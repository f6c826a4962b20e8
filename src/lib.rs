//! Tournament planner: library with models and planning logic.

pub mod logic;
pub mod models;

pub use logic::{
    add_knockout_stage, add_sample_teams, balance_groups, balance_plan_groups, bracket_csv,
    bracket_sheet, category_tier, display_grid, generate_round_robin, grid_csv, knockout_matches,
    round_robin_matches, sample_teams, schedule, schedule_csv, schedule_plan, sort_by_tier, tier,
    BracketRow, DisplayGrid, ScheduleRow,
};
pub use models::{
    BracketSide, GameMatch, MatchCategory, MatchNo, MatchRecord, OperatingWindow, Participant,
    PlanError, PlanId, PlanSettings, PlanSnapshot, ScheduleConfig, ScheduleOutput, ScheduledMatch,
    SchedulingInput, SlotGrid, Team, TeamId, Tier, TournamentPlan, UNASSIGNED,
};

▬▬▬▬▬▬

**Work task:** Would you print the line containing "pub mod models;" and every line after it up to the end of the listing above, exactly, and nothing else?

**Exercise result:**
pub mod models;

pub use logic::{
    add_knockout_stage, add_sample_teams, balance_groups, balance_plan_groups, bracket_csv,
    bracket_sheet, category_tier, display_grid, generate_round_robin, grid_csv, knockout_matches,
    round_robin_matches, sample_teams, schedule, schedule_csv, schedule_plan, sort_by_tier, tier,
    BracketRow, DisplayGrid, ScheduleRow,
};
pub use models::{
    BracketSide, GameMatch, MatchCategory, MatchNo, MatchRecord, OperatingWindow, Participant,
    PlanError, PlanId, PlanSettings, PlanSnapshot, ScheduleConfig, ScheduleOutput, ScheduledMatch,
    SchedulingInput, SlotGrid, Team, TeamId, Tier, TournamentPlan, UNASSIGNED,
};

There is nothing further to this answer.